DHEC has broadly separated the distribution into three phases, with the first being health care workers, nursing home residents and first responders. But that phase is actually segmented into mini-phases.

The agency is still working on a priority order for those first, limited shipments.

The second phase, expected in the months to come — and certainly after the holidays — is widespread availability to the general population. The third phase is when supply will actually exceed demand, possibly mid to late 2021, when it's down to the people who declined to be vaccinated and those who want another round.

How long someone stays immune is not yet known. It is possible the vaccine may be needed annually, similar to flu shots.

Of the nearly 200,000 South Carolinians who have been diagnosed with COVID-19 since it was first confirmed in the state in March, about 4,000 have died. How many total have had it is unknown, since roughly half of those who get the virus are asymptomatic and can spread it unknowingly.

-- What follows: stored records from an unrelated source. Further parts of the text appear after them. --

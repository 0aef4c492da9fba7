//! Budget import service.
//!
//! Orchestrates the pipeline: validate the raw sheet, map each row, run the
//! formula engine, split category rows from billable items, and hand the items
//! to the persistence collaborator. Everything except the final hand-off is
//! pure and synchronous.

use std::collections::BTreeMap;

use serde::Serialize;
use sitebudget_shared::ImportSettings;
use sitebudget_shared::types::LocationId;
use tracing::{debug, info, warn};

use super::cell::Cell;
use super::error::ImportError;
use super::formula::{ActualsEdit, FormulaEngine, FormulaPolicy};
use super::layout::{ColumnLayout, Field, LayoutKind};
use super::mapper::RowMapper;
use super::store::BudgetItemStore;
use super::types::{BudgetLineItem, ParsedSheet};
use super::validation::{SheetValidator, ValidationResult};

/// Layout name used for a mapping read from configuration.
pub const CUSTOM_LAYOUT_NAME: &str = "custom";

/// Outcome of importing a sheet into a location.
#[derive(Debug, Clone, Serialize)]
#[serde(rename_all = "camelCase")]
pub struct ImportSummary {
    /// Location that received the items.
    pub location_id: LocationId,
    /// Number of items written to the store.
    pub items_saved: usize,
    /// Category rows, kept for project-level display only.
    pub groups: Vec<BudgetLineItem>,
}

/// Budget import pipeline bound to one layout and formula configuration.
#[derive(Debug, Clone)]
pub struct BudgetImportService {
    layout: ColumnLayout,
    engine: FormulaEngine,
}

impl BudgetImportService {
    /// Creates a service from an explicit layout and engine.
    #[must_use]
    pub fn new(layout: ColumnLayout, engine: FormulaEngine) -> Self {
        Self { layout, engine }
    }

    /// Creates a service from configuration.
    ///
    /// A non-empty `columns` mapping builds a custom layout and takes
    /// precedence over the named layout.
    ///
    /// # Errors
    ///
    /// Returns `ImportError::InvalidSetting` for an unknown layout, policy or
    /// column key, and `ImportError::Layout` for an incomplete or ambiguous
    /// custom mapping.
    pub fn from_settings(settings: &ImportSettings) -> Result<Self, ImportError> {
        let policy: FormulaPolicy =
            settings
                .formula_policy
                .parse()
                .map_err(|_| ImportError::InvalidSetting {
                    setting: "formula_policy",
                    value: settings.formula_policy.clone(),
                })?;

        let layout = if settings.columns.is_empty() {
            settings
                .layout
                .parse::<LayoutKind>()
                .map_err(|_| ImportError::InvalidSetting {
                    setting: "layout",
                    value: settings.layout.clone(),
                })?
                .layout()
        } else {
            custom_layout(&settings.columns)?
        };

        Ok(Self::new(
            layout,
            FormulaEngine::new(settings.labor_rate, policy),
        ))
    }

    /// The active column layout.
    #[must_use]
    pub const fn layout(&self) -> &ColumnLayout {
        &self.layout
    }

    /// The active formula engine.
    #[must_use]
    pub const fn engine(&self) -> &FormulaEngine {
        &self.engine
    }

    /// Validates a raw sheet.
    #[must_use]
    pub fn validate(&self, sheet: &[Vec<Cell>]) -> ValidationResult {
        let result = SheetValidator::new(&self.layout).validate(sheet);
        debug!(
            layout = self.layout.name(),
            rows = result.row_count,
            errors = result.errors.len(),
            warnings = result.warnings.len(),
            "Validated budget sheet"
        );
        result
    }

    /// Maps and computes every data row without validating.
    ///
    /// Unparseable numbers become zero, so any sheet can be parsed.
    #[must_use]
    pub fn parse(&self, sheet: &[Vec<Cell>]) -> ParsedSheet {
        let mapper = RowMapper::new(&self.layout);
        let mut parsed = ParsedSheet::default();

        for row in sheet.iter().skip(1) {
            let Some(draft) = mapper.map_row(row) else {
                continue;
            };
            let item = self.engine.compute_forward(&draft);
            if item.is_group {
                parsed.groups.push(item);
            } else {
                parsed.items.push(item);
            }
        }

        debug!(
            items = parsed.items.len(),
            groups = parsed.groups.len(),
            "Parsed budget sheet"
        );
        parsed
    }

    /// Validates, then parses a sheet.
    ///
    /// # Errors
    ///
    /// Returns `ImportError::Rejected` with the full report when validation fails.
    pub fn import(&self, sheet: &[Vec<Cell>]) -> Result<ParsedSheet, ImportError> {
        let report = self.validate(sheet);
        if !report.is_valid {
            warn!(
                errors = report.errors.len(),
                rows = report.row_count,
                "Budget import rejected"
            );
            return Err(ImportError::Rejected(report));
        }
        Ok(self.parse(sheet))
    }

    /// Imports a sheet and saves its billable items for a location.
    ///
    /// Nothing reaches the store when validation fails.
    ///
    /// # Errors
    ///
    /// Returns `ImportError::Rejected` for an invalid sheet and
    /// `ImportError::Store` when the store fails.
    pub fn import_for_location<S: BudgetItemStore>(
        &self,
        location_id: LocationId,
        sheet: &[Vec<Cell>],
        store: &mut S,
    ) -> Result<ImportSummary, ImportError> {
        let parsed = self.import(sheet)?;
        let items_saved = store.save_location_items(location_id, &parsed.items)?;

        info!(
            location_id = %location_id,
            items = items_saved,
            groups = parsed.groups.len(),
            budget_total = %parsed.budget_total(),
            "Imported budget items"
        );

        Ok(ImportSummary {
            location_id,
            items_saved,
            groups: parsed.groups,
        })
    }

    /// Applies an actuals edit to a stored item and saves the result.
    ///
    /// # Errors
    ///
    /// Returns `ImportError::Store` when the item cannot be loaded or saved.
    pub fn edit_actuals<S: BudgetItemStore>(
        &self,
        store: &mut S,
        location_id: LocationId,
        number: &str,
        edit: ActualsEdit,
    ) -> Result<BudgetLineItem, ImportError> {
        let item = store.load_item(location_id, number)?;
        let updated = FormulaEngine::apply_actuals_edit(&item, edit);
        store.save_location_items(location_id, std::slice::from_ref(&updated))?;

        debug!(
            location_id = %location_id,
            line_item = %updated.line_item_number,
            actual_qty = %updated.actual_qty,
            actual_conv_qty = %updated.actual_conv_qty,
            "Updated actuals"
        );
        Ok(updated)
    }
}

fn custom_layout(columns: &BTreeMap<String, usize>) -> Result<ColumnLayout, ImportError> {
    let entries = columns
        .iter()
        .map(|(key, index)| {
            Field::from_key(key)
                .map(|field| (field, *index))
                .ok_or_else(|| ImportError::InvalidSetting {
                    setting: "columns",
                    value: key.clone(),
                })
        })
        .collect::<Result<Vec<_>, _>>()?;

    Ok(ColumnLayout::new(CUSTOM_LAYOUT_NAME, entries)?)
}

Those who have recovered likely can't get reinfected for at least three months, according to state and federal officials. New studies suggest immunity, and thereby the vaccines' effectiveness, might last years. 

The vaccine will be available at no charge. The federal government is funding the vaccines themselves, and insurance providers are covering any office-visit fees, Bell said. 

DHEC will not require anyone to get the vaccine. However, individual companies can require it of their employees as a workplace condition, said Jane Kelly, DHEC's assistant state epidemiologist.

People who get both doses of the vaccine should still wear a mask, agency officials said, noting it's not 100 percent effective.

Even for a vaccine 95 percent effective, for example, one in 20 people won't develop an immunity, and who that unlucky one is won't be known.